O ataque de domingo elevou o número de mortos a pelo menos 157 pessoas desde que a administração Trump começou a atacar aqueles que chama de “narcoterroristas” em pequenas embarcações, no início de setembro.
Tal como acontece com a maioria das declarações militares sobre os mais de 40 ataques conhecidos no Oceano Pacífico Oriental e no Mar das Caraíbas, o Comando Sul dos EUA disse que tinha como alvo alegados traficantes de droga ao longo de rotas de contrabando conhecidas. Os militares não forneceram provas de que o navio transportava drogas. Ele postou um vídeo no X que mostrava um pequeno barco explodindo enquanto flutuava na água.
O presidente Donald Trump disse que os EUA estão em “conflito armado” com cartéis na América Latina e justificou os ataques como uma escalada necessária para conter o fluxo de drogas para os Estados Unidos. Mas a sua administração ofereceu poucas provas para apoiar as suas alegações de assassinato de “narcoterroristas”.
Numa reunião com líderes latino-americanos no sábado, Trump encorajou-os a juntarem-se aos EUA na tomada de medidas militares contra cartéis de tráfico de drogas e gangues transnacionais, que ele disse representarem uma “ameaça inaceitável” à segurança nacional da região.
Para tanto, o Equador e os Estados Unidos conduziram operações militares na semana passada contra grupos do crime organizado no país sul-americano.

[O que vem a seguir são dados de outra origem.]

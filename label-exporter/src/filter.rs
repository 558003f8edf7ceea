//! Label selection: which entities are tracked and which of their labels
//! are exported.

use std::collections::HashMap;

use crate::config::LabelConfig;

/// Decide whether a label name is exported.
///
/// True when `expose_all` is set or when `label` contains `prefix` anywhere
/// in it. The match is substring containment, not an anchored prefix.
pub fn should_track(label: &str, prefix: &str, expose_all: bool) -> bool {
    expose_all || label.contains(prefix)
}

/// Filter for entity labels.
#[derive(Debug, Clone)]
pub struct LabelFilter {
    prefix: String,
    expose_all: bool,
    opt_in_label: String,
}

impl LabelFilter {
    /// Create a new filter from configuration.
    pub fn new(config: &LabelConfig) -> Self {
        Self {
            prefix: config.prefix.clone(),
            expose_all: config.expose_all,
            opt_in_label: config.opt_in_label.clone(),
        }
    }

    /// Check if a label name should be exported.
    pub fn should_track(&self, label: &str) -> bool {
        should_track(label, &self.prefix, self.expose_all)
    }

    /// Check if an entity carrying `labels` is tracked at all.
    ///
    /// Only the presence of the opt-in label matters, not its value.
    pub fn is_opted_in(&self, labels: &HashMap<String, String>) -> bool {
        self.expose_all || labels.contains_key(&self.opt_in_label)
    }

    /// The label names of `labels` this filter exports, with their values.
    pub fn tracked<'a>(
        &'a self,
        labels: &'a HashMap<String, String>,
    ) -> impl Iterator<Item = (&'a String, &'a String)> + 'a {
        labels.iter().filter(|(name, _)| self.should_track(name))
    }
}

impl Default for LabelFilter {
    fn default() -> Self {
        Self::new(&LabelConfig::default())
    }
}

Com a reunião de sábado, Trump pretendeu demonstrar que continua empenhado em concentrar a política externa dos EUA no Hemisfério Ocidental, mesmo enquanto trava uma guerra contra o Irão que teve repercussões em todo o Médio Oriente.
Os críticos questionaram a legalidade geral dos ataques aos barcos, bem como a sua eficácia, em parte porque o fentanil responsável por muitas overdoses fatais é normalmente traficado para os EUA por via terrestre a partir do México, onde é produzido com produtos químicos importados da China e da Índia.
Os ataques aos barcos também suscitaram críticas intensas após a revelação de que os militares mataram sobreviventes do primeiro ataque aos barcos com um ataque subsequente. A administração Trump e muitos legisladores republicanos disseram que era legal e necessário, enquanto legisladores democratas e especialistas jurídicos disseram que as mortes foram homicídio, se não um crime de guerra.